A few of AMD CPUs had this extremely high power consumption value which of course is a result of wrong data conversion extraction from some original source, which was checked on NooteBookCheck.net:
Oh, yes, the hyphen. For sure this was misinterpreted by Excel and noone verified the data put on the website. Note: the higher numbers were taken as power values as the best performance data is shown in the other columns which for sure were reached by the highest power consumption state... anyhow it does not count, except if you make a scatter plot like this:

Page 2 on the CPU benchmark Data Analysis dashboard
 
A secondary consideration was to select a CPU with low consumption (to stay green, but rather to have long up-time on batteries), which at the end was met with the Ryzen 5 4700U (15W). 

But back to the check-and-fix steps. To have the top CPUs also in the list not to be mislead by old data and to know the real quality of the selected CPUs in the contest for the first place in our decision making process I have involved some CPUs with the highest 3DMark benchmark result. To match the data of the our original data source and the NoteBookCheck.net data clearing, conversion and extraction was made by a Google sheet (using some automatized cell function, see in the image):


Of course, Excel would have been good as well for this task, on the other hand, any scripting (language) would have been superfluous.

Helpful colors ...

The basic scatter plot is not easy to read, especially as the results are plotted versus CPU ID (list number) here ...


... thus I tried to differentiate the two companies, AMD and Intel...


and then chose to use processor types to color the bubbles. Color coding if all CPU are present is still not enough, but if you select some subset then it turns to be useful. See interactively on my Google Data CPU benchmark dashboard (page 2).



This Type based coloring was chosen for almost all the other panels, as well.


CPU trends

... finally, about such things which are widely known, but with some twist:


Already mentioned above, and widely known that higher computational speed requires and results in  higher power consumption (TDP). Here again the ratio of 3DMark result / Cinebench Multithreading plotted versus power consumed. It is visible that there are strict values for the CPU power consumptions and if you chose one value then there are CPUs widely spread vertically, which of course means that the relation is not linear, rather there are other factors which determine the final benchmark results. We can also state that in this ratio versus power plot there is no specific relation between these factors so low power CPUs can be as good as highly consuming ones. Check that outlier at 100 W, with an average ratio value!



Similarly, the number of cores in the processor results in a widely spread benchmark (here 3D Mark) values if you chose one value (e.g. 4), so here again, not the core number is the ultimate parameter that determines the result. The increasing tendence of performance by core number is clear (in all other benchmarks as well, so those are not shown) so people are waiting for 10-12-16 core CPUs... wait! Could it increase infinitely? Not all properties can be increased without reaching a limit defined by nature or technical implementation:


So if you follow the bending curve of benchmark results by increasig L3 cache size, then a limit around 32 MB is already visible, which is also a limit of profit for the producers, but don not be afraid, first because the L3 cahce is not the most important part regarding the performance, secondly, they will, for sure, figure out something to follow Moore's law.

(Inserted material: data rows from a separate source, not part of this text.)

//! Typed slider configuration, parsed once per instance from the
//! container's attribute bag.
//!
//! Every field has a documented default; malformed or missing values fall
//! back to that default without erroring. Downstream components only ever
//! see the typed, validated structure.

use crate::config::*;
use crate::utils::{is_safe_shadow, is_valid_color, is_valid_timing_function};
use log::debug;
use std::collections::HashMap;
use std::str::FromStr;

/// Flat string-keyed attribute bag. Implemented for the container's
/// `dataset` on the DOM side and for plain maps in tests.
pub trait AttributeSource {
    fn get(&self, key: &str) -> Option<String>;
}

impl AttributeSource for HashMap<String, String> {
    fn get(&self, key: &str) -> Option<String> {
        HashMap::get(self, key).cloned()
    }
}

impl AttributeSource for web_sys::DomStringMap {
    fn get(&self, key: &str) -> Option<String> {
        web_sys::DomStringMap::get(self, key)
    }
}

#[derive(Clone, Copy, Debug, PartialEq, Eq)]
pub enum SliderMode {
    /// Endless looping navigation.
    Carousel,
    /// Finite, clamps at first/last.
    Slider,
}

impl SliderMode {
    pub fn loop_enabled(self) -> bool {
        matches!(self, SliderMode::Carousel)
    }
}

impl FromStr for SliderMode {
    type Err = ();
    fn from_str(s: &str) -> Result<Self, ()> {
        match s {
            "carousel" => Ok(SliderMode::Carousel),
            "slider" => Ok(SliderMode::Slider),
            _ => Err(()),
        }
    }
}

#[derive(Clone, Copy, Debug, PartialEq, Eq)]
pub enum Effect {
    Slide,
    Fade,
    Flip,
    Coverflow,
    Creative,
    Cube,
    Cards,
}

impl Effect {
    /// Effects that the engine can only render with a single visible slide.
    pub fn requires_single_slide(self) -> bool {
        matches!(self, Effect::Flip | Effect::Creative | Effect::Cube | Effect::Cards)
    }

    pub fn as_str(self) -> &'static str {
        match self {
            Effect::Slide => "slide",
            Effect::Fade => "fade",
            Effect::Flip => "flip",
            Effect::Coverflow => "coverflow",
            Effect::Creative => "creative",
            Effect::Cube => "cube",
            Effect::Cards => "cards",
        }
    }
}

impl FromStr for Effect {
    type Err = ();
    fn from_str(s: &str) -> Result<Self, ()> {
        match s {
            "slide" => Ok(Effect::Slide),
            "fade" => Ok(Effect::Fade),
            "flip" => Ok(Effect::Flip),
            "coverflow" => Ok(Effect::Coverflow),
            "creative" => Ok(Effect::Creative),
            "cube" => Ok(Effect::Cube),
            "cards" => Ok(Effect::Cards),
            _ => Err(()),
        }
    }
}

#[derive(Clone, Copy, Debug, PartialEq, Eq)]
pub enum EffectDirection {
    Horizontal,
    Vertical,
}

impl EffectDirection {
    pub fn as_str(self) -> &'static str {
        match self {
            EffectDirection::Horizontal => "horizontal",
            EffectDirection::Vertical => "vertical",
        }
    }
}

impl FromStr for EffectDirection {
    type Err = ();
    fn from_str(s: &str) -> Result<Self, ()> {
        match s {
            "horizontal" => Ok(EffectDirection::Horizontal),
            "vertical" => Ok(EffectDirection::Vertical),
            _ => Err(()),
        }
    }
}

#[derive(Clone, Copy, Debug, PartialEq, Eq)]
pub enum GridFill {
    Row,
    Column,
}

impl GridFill {
    pub fn as_str(self) -> &'static str {
        match self {
            GridFill::Row => "row",
            GridFill::Column => "column",
        }
    }
}

impl FromStr for GridFill {
    type Err = ();
    fn from_str(s: &str) -> Result<Self, ()> {
        match s {
            "row" => Ok(GridFill::Row),
            "column" => Ok(GridFill::Column),
            _ => Err(()),
        }
    }
}

#[derive(Clone, Copy, Debug, PartialEq, Eq)]
pub enum TabPosition {
    Above,
    Below,
}

impl FromStr for TabPosition {
    type Err = ();
    fn from_str(s: &str) -> Result<Self, ()> {
        match s {
            "above" => Ok(TabPosition::Above),
            "below" => Ok(TabPosition::Below),
            _ => Err(()),
        }
    }
}

#[derive(Clone, Copy, Debug, PartialEq)]
pub struct AutoplayConfig {
    pub enabled: bool,
    pub delay_ms: u32,
    pub pause_on_hover: bool,
}

#[derive(Clone, Copy, Debug, PartialEq)]
pub struct TouchConfig {
    pub enabled: bool,
    /// Drag sensitivity multiplier, > 0.
    pub drag_sensitivity: f32,
}

#[derive(Clone, Copy, Debug, PartialEq)]
pub struct GridConfig {
    pub rows: u32,
    pub fill: GridFill,
}

/// Layout parameters for one viewport tier.
#[derive(Clone, Copy, Debug, PartialEq)]
pub struct BreakpointSettings {
    pub min_width_px: u32,
    /// Fractional values (e.g. 1.5) peek the edge of the next frame.
    pub slides_per_view: f32,
    pub slides_per_scroll: u32,
    pub inner_padding_px: u32,
    pub gap_px: u32,
}

#[derive(Clone, Debug, PartialEq)]
pub struct TabStyle {
    pub font_size: u32,
    pub font_weight: String,
    pub text_align: String,
    pub padding: u32,
    pub border_radius: u32,
    pub border_width: u32,
    pub text_color: String,
    pub text_color_active: String,
    pub background_color: String,
    pub background_color_active: String,
    pub border_color: String,
    pub border_color_active: String,
    pub box_shadow: String,
    pub box_shadow_active: String,
}

#[derive(Clone, Debug, PartialEq)]
pub struct ArrowStyle {
    pub color: String,
    pub background_color: String,
    pub size: u32,
}

#[derive(Clone, Debug, PartialEq)]
pub struct DotStyle {
    pub color: String,
    pub color_active: String,
    pub size: u32,
}

#[derive(Clone, Debug, PartialEq)]
pub struct FrameStyle {
    pub border_color: String,
    pub border_width: u32,
    pub border_radius: u32,
    pub box_shadow: String,
}

/// Immutable per-instance settings, derived once at init.
#[derive(Clone, Debug, PartialEq)]
pub struct SliderConfig {
    pub mode: SliderMode,
    pub autoplay: AutoplayConfig,
    pub touch: TouchConfig,
    pub keyboard_enabled: bool,
    pub effect: Effect,
    pub effect_direction: EffectDirection,
    pub centered_slides: bool,
    pub transition_duration_ms: u32,
    pub timing_function: String,
    pub grid: GridConfig,
    pub desktop: BreakpointSettings,
    pub tablet: BreakpointSettings,
    pub phone: BreakpointSettings,
    pub show_arrows: bool,
    pub show_dots: bool,
    pub show_text_tabs: bool,
    pub tab_position: TabPosition,
    pub tab_style: TabStyle,
    pub arrow_style: ArrowStyle,
    pub dot_style: DotStyle,
    pub frame_style: FrameStyle,
}

impl SliderConfig {
    pub fn loop_enabled(&self) -> bool {
        self.mode.loop_enabled()
    }

    /// Parse the attribute bag into a fully-populated configuration and
    /// apply the cross-field invariants. Never fails; bad values are
    /// replaced by their defaults.
    pub fn from_attributes(source: &dyn AttributeSource) -> SliderConfig {
        let mut config = SliderConfig::parse(source);
        config.validate();
        config
    }

    fn parse(source: &dyn AttributeSource) -> SliderConfig {
        // A single data-gap overrides the per-tier gap defaults.
        let gap_override = parse_opt::<u32>(source, "gap");

        let breakpoint = |tier: &str, default_min: u32, default_gap: u32| BreakpointSettings {
            min_width_px: parse_or(source, &format!("breakpoint{tier}"), default_min),
            slides_per_view: parse_or(source, &format!("slides{tier}"), 1.0_f32),
            slides_per_scroll: parse_or(source, &format!("slidesScroll{tier}"), 1_u32).max(1),
            inner_padding_px: parse_or(source, &format!("innerPadding{tier}"), 0_u32),
            gap_px: gap_override.unwrap_or(default_gap),
        };

        SliderConfig {
            mode: parse_or(source, "mode", SliderMode::Slider),
            autoplay: AutoplayConfig {
                enabled: parse_or(source, "autoPlay", false),
                delay_ms: parse_or(source, "autoPlaySpeed", DEFAULT_AUTOPLAY_DELAY_MS),
                pause_on_hover: parse_or(source, "autoPlayPauseOnHover", true),
            },
            touch: TouchConfig {
                enabled: parse_or(source, "touchSwipe", true),
                drag_sensitivity: positive_or(
                    parse_or(source, "touchRatio", DEFAULT_TOUCH_RATIO),
                    DEFAULT_TOUCH_RATIO,
                ),
            },
            keyboard_enabled: parse_or(source, "keyboard", true),
            effect: parse_or(source, "effect", Effect::Slide),
            effect_direction: parse_or(source, "effectDirection", EffectDirection::Horizontal),
            centered_slides: parse_or(source, "centeredSlides", false),
            transition_duration_ms: parse_or(source, "animationSpeed", DEFAULT_TRANSITION_MS),
            timing_function: validated_string(
                source,
                "animationEasing",
                DEFAULT_TIMING_FUNCTION,
                is_valid_timing_function,
            ),
            grid: GridConfig {
                rows: parse_or(source, "gridRows", 1_u32).max(1),
                fill: parse_or(source, "gridFill", GridFill::Row),
            },
            desktop: breakpoint("Desktop", DEFAULT_BREAKPOINT_DESKTOP, DEFAULT_GAP_DESKTOP),
            tablet: breakpoint("Tablet", DEFAULT_BREAKPOINT_TABLET, DEFAULT_GAP_TABLET),
            phone: breakpoint("Phone", DEFAULT_BREAKPOINT_PHONE, DEFAULT_GAP_PHONE),
            show_arrows: parse_or(source, "showNavigation", true),
            show_dots: parse_or(source, "showDots", true),
            show_text_tabs: parse_or(source, "showTextNavigation", false),
            tab_position: parse_or(source, "textNavigationPosition", TabPosition::Below),
            tab_style: TabStyle {
                font_size: parse_or(source, "tabFontSize", 14_u32),
                font_weight: plain_string(source, "tabFontWeight", "normal"),
                text_align: plain_string(source, "tabTextAlign", "center"),
                padding: parse_or(source, "tabPadding", 8_u32),
                border_radius: parse_or(source, "tabBorderRadius", 4_u32),
                border_width: parse_or(source, "tabBorderWidth", 1_u32),
                text_color: color(source, "tabTextColor", "#333333"),
                text_color_active: color(source, "tabTextColorActive", "#ffffff"),
                background_color: color(source, "tabBackgroundColor", "#f5f5f5"),
                background_color_active: color(source, "tabBackgroundColorActive", "#007cba"),
                border_color: color(source, "tabBorderColor", "#dddddd"),
                border_color_active: color(source, "tabBorderColorActive", "#007cba"),
                box_shadow: shadow(source, "tabBoxShadow", "0 1px 3px rgba(0,0,0,0.1)"),
                box_shadow_active: shadow(source, "tabBoxShadowActive", "0 2px 6px rgba(0,0,0,0.2)"),
            },
            arrow_style: ArrowStyle {
                color: color(source, "arrowColor", "#333333"),
                background_color: color(source, "arrowBackgroundColor", "rgba(255,255,255,0.8)"),
                size: parse_or(source, "arrowSize", 40_u32),
            },
            dot_style: DotStyle {
                color: color(source, "dotColor", "#cccccc"),
                color_active: color(source, "dotColorActive", "#007cba"),
                size: parse_or(source, "dotSize", 10_u32),
            },
            frame_style: FrameStyle {
                border_color: color(source, "frameBorderColor", "#dddddd"),
                border_width: parse_or(source, "frameBorderWidth", 0_u32),
                border_radius: parse_or(source, "frameBorderRadius", 0_u32),
                box_shadow: shadow(source, "frameBoxShadow", "none"),
            },
        }
    }

    /// Cross-field invariants. Runs after parsing, so the engine adapters
    /// never have to defend against inconsistent combinations.
    fn validate(&mut self) {
        for tier in [&mut self.desktop, &mut self.tablet, &mut self.phone] {
            if tier.slides_per_view < 1.0 || !tier.slides_per_view.is_finite() {
                tier.slides_per_view = 1.0;
            }
        }

        // Fade cannot show multiple slides coherently.
        if self.effect == Effect::Fade && self.max_slides_per_view() > 1.0 {
            debug!("fade with multiple visible slides, downgrading to slide effect");
            self.effect = Effect::Slide;
        }

        // 3D-style effects render exactly one slide.
        if self.effect.requires_single_slide() {
            for tier in [&mut self.desktop, &mut self.tablet, &mut self.phone] {
                tier.slides_per_view = 1.0;
                tier.slides_per_scroll = 1;
            }
        }
    }

    fn max_slides_per_view(&self) -> f32 {
        self.desktop
            .slides_per_view
            .max(self.tablet.slides_per_view)
            .max(self.phone.slides_per_view)
    }
}

fn parse_opt<T: FromStr>(source: &dyn AttributeSource, key: &str) -> Option<T> {
    let raw = source.get(key)?;
    match raw.trim().parse::<T>() {
        Ok(value) => Some(value),
        Err(_) => {
            debug!("ignoring malformed attribute {key}={raw:?}");
            None
        }
    }
}

fn parse_or<T: FromStr>(source: &dyn AttributeSource, key: &str, default: T) -> T {
    parse_opt(source, key).unwrap_or(default)
}

fn positive_or(value: f32, default: f32) -> f32 {
    if value > 0.0 && value.is_finite() {
        value
    } else {
        default
    }
}

fn plain_string(source: &dyn AttributeSource, key: &str, default: &str) -> String {
    match source.get(key) {
        Some(value) if !value.trim().is_empty() => value.trim().to_string(),
        _ => default.to_string(),
    }
}

fn validated_string(
    source: &dyn AttributeSource,
    key: &str,
    default: &str,
    valid: fn(&str) -> bool,
) -> String {
    match source.get(key) {
        Some(value) if valid(value.trim()) => value.trim().to_string(),
        Some(value) => {
            debug!("ignoring malformed attribute {key}={value:?}");
            default.to_string()
        }
        None => default.to_string(),
    }
}

fn color(source: &dyn AttributeSource, key: &str, default: &str) -> String {
    validated_string(source, key, default, is_valid_color)
}

fn shadow(source: &dyn AttributeSource, key: &str, default: &str) -> String {
    validated_string(source, key, default, is_safe_shadow)
}

// `bool` attributes are serialized as the literal strings "true"/"false",
// which `bool::FromStr` already accepts; enums plug in via their FromStr
// impls above, so parse_or covers every field type uniformly.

It is the Cinebench Multithreading benchmark which (still) shows a linear tendency, saying that in conversion of videos L3 cahce size can be relevant and will not be a limiting factor for a while. Good news for the video content editors and creators.


There is always a competition of overclocking the CPUs until those get almost burnt down just to prove that my CPU can perform better than it is said in the datasheet. So here there are some plots of minimum and maximum (turbo) frequency related benchmark results (similar for all type of benchmarks).


This is shown mainly because this looks great... and on the other hand here you can see the trends clearly.

For sure, PC- / laptop- lovers will be satisfied with the trends in the future and in spite of te fact that technology is again getting close to a new barrier, but I remember ~10 years ago the situation was the same and ... clever engineers solved the limitation of wire size of the era.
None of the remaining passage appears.